### DATASET ###

// File: src/handlers.rs
// Purpose: Route handlers - forward browser events into the mounted form and render the result

use crate::app::AppState;
use crate::error::AppError;
use crate::form_body::{field_value, parse_pairs, posted_value};
use crate::request::{HtmxRequest, RequestMode};
use crate::response::Navigate;
use crate::views;
use axum::{
    body::Bytes,
    extract::{Path, Query, State},
    http::StatusCode,
    response::{Html, IntoResponse, Json, Response},
};
use signup_form::{
    confirmation_location, ConfirmationParams, FieldId, FormState, SubmitOutcome, SubmitStart,
    REGISTER_PATH,
};
use std::collections::HashMap;
use tracing::{debug, error, info};
use uuid::Uuid;

/// Where the completion step lands
pub const REGISTERED_PATH: &str = "/?registered=1";

pub async fn home(
    State(app): State<AppState>,
    Query(query): Query<HashMap<String, String>>,
) -> Html<String> {
    let registered = query.get("registered").is_some_and(|v| v == "1");
    Html(views::home::page(app.htmx_src(), registered).into_string())
}

/// Each visit mounts a fresh form
pub async fn register_page(State(app): State<AppState>) -> Html<String> {
    let (id, form) = app.forms.mount(app.config.form.variant).await;
    Html(views::register::page(id, &form, app.htmx_src()).into_string())
}

pub async fn change_field(
    State(app): State<AppState>,
    Path((form_id, field)): Path<(Uuid, String)>,
    body: Bytes,
) -> Result<Html<String>, AppError> {
    let field: FieldId = field.parse()?;
    let value = field_value(field, &parse_pairs(&body));

    let markup = app
        .forms
        .update(form_id, |form| {
            form.change(field, value)?;
            Ok(views::register::field_feedback(form, field))
        })
        .await?;
    Ok(Html(markup.into_string()))
}

/// Field Blur. The request carries the enclosing form's values; a value that
/// differs from the stored one is a change the blur overtook and is applied
/// first. An unedited field is only marked touched.
pub async fn blur_field(
    State(app): State<AppState>,
    Path((form_id, field)): Path<(Uuid, String)>,
    body: Bytes,
) -> Result<Html<String>, AppError> {
    let field: FieldId = field.parse()?;
    let pairs = parse_pairs(&body);

    let markup = app
        .forms
        .update(form_id, |form| {
            if let Some(value) = posted_value(field, &pairs).filter(|_| !pairs.is_empty()) {
                if form.record().get(field).as_ref() != Some(&value) {
                    form.change(field, value)?;
                }
            }
            form.blur(field);
            Ok(views::register::field_feedback(form, field))
        })
        .await?;
    Ok(Html(markup.into_string()))
}

/// Submit Attempt. The registry lock is released while the submitter runs,
/// so a second submit meanwhile sees the form as busy. The submitter and
/// `finish_submit` run in their own task: a dropped request cannot leave the
/// form stuck in Submitting.
pub async fn submit(
    State(app): State<AppState>,
    req: HtmxRequest,
    Path(form_id): Path<Uuid>,
    body: Bytes,
) -> Result<Response, AppError> {
    let pairs = parse_pairs(&body);

    let start = app
        .forms
        .update(form_id, |form| {
            if form.is_submitting() {
                return Ok(SubmitStart::Busy);
            }
            for &field in form.variant().fields() {
                if let Some(value) = posted_value(field, &pairs) {
                    form.change(field, value)?;
                }
            }
            Ok(form.begin_submit())
        })
        .await?;

    let record = match start {
        SubmitStart::Ready(record) => record,
        SubmitStart::Busy => {
            debug!(form = %form_id, "submit ignored, already submitting");
            return Ok((StatusCode::CONFLICT, "A submission is already in progress").into_response());
        }
        SubmitStart::Invalid => {
            let form = app.forms.snapshot(form_id).await?;
            return Ok(render_form(&app, &req, form_id, &form));
        }
    };

    let forms = app.forms.clone();
    let submitter = app.submitter.clone();
    let settle = tokio::spawn(async move {
        debug!(form = %form_id, submitter = submitter.name(), "awaiting submitter");
        let result = submitter.submit(&record).await;
        forms
            .update(form_id, |form| Ok(form.finish_submit(result)))
            .await
    });

    let outcome = match settle.await {
        Ok(outcome) => outcome?,
        Err(err) => {
            error!(form = %form_id, error = %err, "submit task aborted");
            let reason = anyhow::anyhow!("submit task aborted: {}", err);
            app.forms
                .update(form_id, |form| Ok(form.finish_submit(Err(reason))))
                .await?
        }
    };

    match outcome {
        SubmitOutcome::Submitted(record) => {
            app.forms.remove(form_id).await;
            Ok(Navigate::for_request(&req, confirmation_location(&record)).into_response())
        }
        _ => {
            let form = app.forms.snapshot(form_id).await?;
            Ok(render_form(&app, &req, form_id, &form))
        }
    }
}

/// The form after an unsuccessful submit: errors shown, input kept
fn render_form(app: &AppState, req: &HtmxRequest, id: Uuid, form: &FormState) -> Response {
    match req.mode() {
        RequestMode::Fragment => {
            let markup = maud::html! {
                (views::register::form_markup(id, form))
                (views::layout::leave_guard_oob(form.is_dirty()))
            };
            Html(markup.into_string()).into_response()
        }
        RequestMode::Json => {
            let errors: HashMap<&str, &str> = form
                .errors()
                .iter()
                .map(|(field, message)| (field.wire_name(), message))
                .collect();
            let body = serde_json::json!({
                "errors": errors,
                "submitFailed": form.last_failure().is_some(),
            });
            (StatusCode::UNPROCESSABLE_ENTITY, Json(body)).into_response()
        }
        RequestMode::Page => {
            Html(views::register::page(id, form, app.htmx_src()).into_string()).into_response()
        }
    }
}

/// Confirmation view. An incomplete link goes back to the form.
pub async fn confirm(
    State(app): State<AppState>,
    req: HtmxRequest,
    Query(query): Query<HashMap<String, String>>,
) -> Response {
    let Some(params) = ConfirmationParams::from_query(&query) else {
        debug!("incomplete confirmation link, back to the form");
        return Navigate::to(REGISTER_PATH).into_response();
    };

    match req.mode() {
        RequestMode::Json => Json(params).into_response(),
        _ => Html(views::confirm::page(&params, app.htmx_src()).into_string()).into_response(),
    }
}

/// Completion step (simulated)
pub async fn complete(req: HtmxRequest, body: Bytes) -> Response {
    let fields: HashMap<String, String> = parse_pairs(&body).into_iter().collect();

    let target = match ConfirmationParams::from_query(&fields) {
        Some(params) => {
            info!(name = %params.full_name(), email = %params.email, "registration completed");
            REGISTERED_PATH
        }
        None => {
            debug!("completion posted without details, back to the form");
            REGISTER_PATH
        }
    };
    Navigate::for_request(&req, target).into_response()
}
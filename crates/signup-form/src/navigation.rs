//! Page transition from the register form to the confirmation view.
//!
//! Only first name, last name and email travel in the query string; password
//! fields are never encoded.

use serde::{Deserialize, Serialize};
use signup_types::Record;
use std::collections::HashMap;

pub const REGISTER_PATH: &str = "/register";
pub const CONFIRM_PATH: &str = "/confirm";

/// The values the confirmation view redisplays
#[derive(Debug, Clone, PartialEq, Eq, Serialize, Deserialize)]
#[serde(rename_all = "camelCase")]
pub struct ConfirmationParams {
    pub first_name: String,
    pub last_name: String,
    pub email: String,
}

impl ConfirmationParams {
    pub fn from_record(record: &Record) -> Self {
        Self {
            first_name: record.first_name().to_string(),
            last_name: record.last_name().to_string(),
            email: record.email().to_string(),
        }
    }

    /// Reads the three parameters from a decoded query map.
    ///
    /// Returns `None` if any is missing or empty: the link is incomplete and the
    /// caller should send the user back to the form.
    pub fn from_query(query: &HashMap<String, String>) -> Option<Self> {
        let take = |key: &str| {
            query
                .get(key)
                .filter(|value| !value.is_empty())
                .cloned()
        };
        Some(Self {
            first_name: take("firstName")?,
            last_name: take("lastName")?,
            email: take("email")?,
        })
    }

    /// `firstName=..&lastName=..&email=..`, percent-encoded
    pub fn to_query(&self) -> String {
        format!(
            "firstName={}&lastName={}&email={}",
            urlencoding::encode(&self.first_name),
            urlencoding::encode(&self.last_name),
            urlencoding::encode(&self.email),
        )
    }

    pub fn full_name(&self) -> String {
        format!("{} {}", self.first_name, self.last_name)
    }
}

/// Where a successful submit navigates to
pub fn confirmation_location(record: &Record) -> String {
    format!(
        "{}?{}",
        CONFIRM_PATH,
        ConfirmationParams::from_record(record).to_query()
    )
}

#[cfg(test)]
mod tests {
    use super::*;
    use pretty_assertions::assert_eq;
    use signup_types::{FieldId, FieldValue, FormVariant};

    fn record() -> Record {
        Record::new(FormVariant::Basic)
            .with(FieldId::FirstName, FieldValue::text("太郎"))
            .and_then(|r| r.with(FieldId::LastName, FieldValue::text("Yamada Jr")))
            .and_then(|r| r.with(FieldId::Email, FieldValue::text("taro+1@example.jp")))
            .and_then(|r| r.with(FieldId::Password, FieldValue::text("Abcdef12")))
            .and_then(|r| r.with(FieldId::ConfirmPassword, FieldValue::text("Abcdef12")))
            .unwrap()
    }

    fn query(pairs: &[(&str, &str)]) -> HashMap<String, String> {
        pairs
            .iter()
            .map(|(k, v)| (k.to_string(), v.to_string()))
            .collect()
    }

    #[test]
    fn location_encodes_three_fields_only() {
        let location = confirmation_location(&record());
        assert_eq!(
            location,
            "/confirm?firstName=%E5%A4%AA%E9%83%8E&lastName=Yamada%20Jr&email=taro%2B1%40example.jp"
        );
        assert!(!location.contains("password"));
        assert!(!location.contains("Abcdef12"));
    }

    #[test]
    fn from_query_requires_all_three() {
        assert_eq!(
            ConfirmationParams::from_query(&query(&[("email", "a@b.co")])),
            None
        );
        assert_eq!(
            ConfirmationParams::from_query(&query(&[
                ("firstName", ""),
                ("lastName", "Y"),
                ("email", "a@b.co")
            ])),
            None
        );

        let params = ConfirmationParams::from_query(&query(&[
            ("firstName", "Taro"),
            ("lastName", "Yamada"),
            ("email", "a@b.co"),
            ("password", "ignored"),
        ]))
        .unwrap();
        assert_eq!(params.full_name(), "Taro Yamada");
        assert_eq!(params.email, "a@b.co");
    }
}
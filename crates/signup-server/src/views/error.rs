use super::layout;
use crate::views::register::REGISTER_HREF;
use axum::http::StatusCode;
use maud::{html, Markup};

pub fn page(status: StatusCode, message: &str, htmx_src: &str) -> Markup {
    let title = status.canonical_reason().unwrap_or("Error");
    layout::page(
        title,
        htmx_src,
        html! {
            div.card {
                h1 { (status.as_u16()) " " (title) }
                p { (message) }
                a.back href=(REGISTER_HREF) { "Start a new registration" }
                " · "
                a.back href="/" { "Go home" }
            }
        },
    )
}
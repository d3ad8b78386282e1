//! User-facing error messages, one per rule

pub const FIRST_NAME_REQUIRED: &str = "Please enter your first name";
pub const FIRST_NAME_TOO_SHORT: &str = "First name must be at least 1 character";
pub const LAST_NAME_REQUIRED: &str = "Please enter your last name";
pub const LAST_NAME_TOO_SHORT: &str = "Last name must be at least 1 character";

pub const EMAIL_REQUIRED: &str = "Please enter your email address";
pub const EMAIL_INVALID: &str = "Please enter a valid email address";

pub const PASSWORD_REQUIRED: &str = "Please enter a password";
pub const PASSWORD_TOO_SHORT: &str = "Password must be at least 8 characters";
pub const PASSWORD_WEAK: &str =
    "Password must contain an uppercase letter, a lowercase letter and a digit";

pub const CONFIRM_PASSWORD_REQUIRED: &str = "Please confirm your password";
pub const PASSWORDS_DO_NOT_MATCH: &str = "Passwords do not match";

pub const GENDER_REQUIRED: &str = "Please select a gender";
pub const GENDER_UNKNOWN: &str = "Please select one of the listed genders";

pub const PREFECTURE_REQUIRED: &str = "Please select a prefecture";
pub const PREFECTURE_UNKNOWN: &str = "Please select one of the listed prefectures";

pub const HOBBIES_REQUIRED: &str = "Please select at least one hobby";
pub const HOBBIES_UNKNOWN: &str = "Please select hobbies from the list";
//! Field identifiers and form variants

use crate::error::FormError;
use serde::{Deserialize, Serialize};
use std::fmt;
use std::str::FromStr;

/// One of the fixed inputs a record holds.
///
/// The declaration order is the display order, and `Ord` follows it so that
/// sorted maps keyed by field iterate top to bottom.
#[derive(Debug, Clone, Copy, PartialEq, Eq, PartialOrd, Ord, Hash, Serialize, Deserialize)]
#[serde(rename_all = "camelCase")]
pub enum FieldId {
    FirstName,
    LastName,
    Email,
    Password,
    ConfirmPassword,
    Gender,
    Prefecture,
    Hobbies,
}

/// Shape of the value a field carries
#[derive(Debug, Clone, Copy, PartialEq, Eq)]
pub enum FieldKind {
    Text,
    Tags,
}

impl fmt::Display for FieldKind {
    fn fmt(&self, f: &mut fmt::Formatter<'_>) -> fmt::Result {
        match self {
            FieldKind::Text => write!(f, "text"),
            FieldKind::Tags => write!(f, "tag list"),
        }
    }
}

impl FieldId {
    pub const ALL: [FieldId; 8] = [
        FieldId::FirstName,
        FieldId::LastName,
        FieldId::Email,
        FieldId::Password,
        FieldId::ConfirmPassword,
        FieldId::Gender,
        FieldId::Prefecture,
        FieldId::Hobbies,
    ];

    /// Name used in HTML `name` attributes, URLs and query strings
    pub fn wire_name(self) -> &'static str {
        match self {
            FieldId::FirstName => "firstName",
            FieldId::LastName => "lastName",
            FieldId::Email => "email",
            FieldId::Password => "password",
            FieldId::ConfirmPassword => "confirmPassword",
            FieldId::Gender => "gender",
            FieldId::Prefecture => "prefecture",
            FieldId::Hobbies => "hobbies",
        }
    }

    pub fn label(self) -> &'static str {
        match self {
            FieldId::FirstName => "First name",
            FieldId::LastName => "Last name",
            FieldId::Email => "Email address",
            FieldId::Password => "Password",
            FieldId::ConfirmPassword => "Confirm password",
            FieldId::Gender => "Gender",
            FieldId::Prefecture => "Prefecture",
            FieldId::Hobbies => "Hobbies",
        }
    }

    pub fn kind(self) -> FieldKind {
        match self {
            FieldId::Hobbies => FieldKind::Tags,
            _ => FieldKind::Text,
        }
    }

    /// Secret fields are never echoed back into markup, logs or URLs.
    pub fn is_secret(self) -> bool {
        matches!(self, FieldId::Password | FieldId::ConfirmPassword)
    }
}

impl fmt::Display for FieldId {
    fn fmt(&self, f: &mut fmt::Formatter<'_>) -> fmt::Result {
        f.write_str(self.wire_name())
    }
}

impl FromStr for FieldId {
    type Err = FormError;

    fn from_str(s: &str) -> Result<Self, Self::Err> {
        FieldId::ALL
            .into_iter()
            .find(|field| field.wire_name() == s)
            .ok_or_else(|| FormError::UnknownFieldName(s.to_string()))
    }
}

/// Explicit version of the record's field set.
///
/// `Basic` carries the five account fields. `Extended` adds the profile
/// selections (gender, prefecture, hobbies).
#[derive(Debug, Clone, Copy, PartialEq, Eq, Hash, Default, Serialize, Deserialize)]
#[serde(rename_all = "lowercase")]
pub enum FormVariant {
    #[default]
    Basic,
    Extended,
}

impl FormVariant {
    /// Active fields in display order
    pub fn fields(self) -> &'static [FieldId] {
        match self {
            FormVariant::Basic => &FieldId::ALL[..5],
            FormVariant::Extended => &FieldId::ALL,
        }
    }

    pub fn contains(self, field: FieldId) -> bool {
        self.fields().contains(&field)
    }

    pub fn as_str(self) -> &'static str {
        match self {
            FormVariant::Basic => "basic",
            FormVariant::Extended => "extended",
        }
    }
}

impl fmt::Display for FormVariant {
    fn fmt(&self, f: &mut fmt::Formatter<'_>) -> fmt::Result {
        f.write_str(self.as_str())
    }
}

impl FromStr for FormVariant {
    type Err = FormError;

    fn from_str(s: &str) -> Result<Self, Self::Err> {
        match s.trim().to_ascii_lowercase().as_str() {
            "basic" => Ok(FormVariant::Basic),
            "extended" => Ok(FormVariant::Extended),
            other => Err(FormError::UnknownVariant(other.to_string())),
        }
    }
}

###

- **EXERCISE DESCRIPTION**
Whenever the word "Basic" occurs in a line above, copy that line.

- **SOLUTION FOR THIS PROBLEM**
        Record::new(FormVariant::Basic)
/// `Basic` carries the five account fields. `Extended` adds the profile
    Basic,
            FormVariant::Basic => &FieldId::ALL[..5],
            FormVariant::Basic => "basic",
            "basic" => Ok(FormVariant::Basic),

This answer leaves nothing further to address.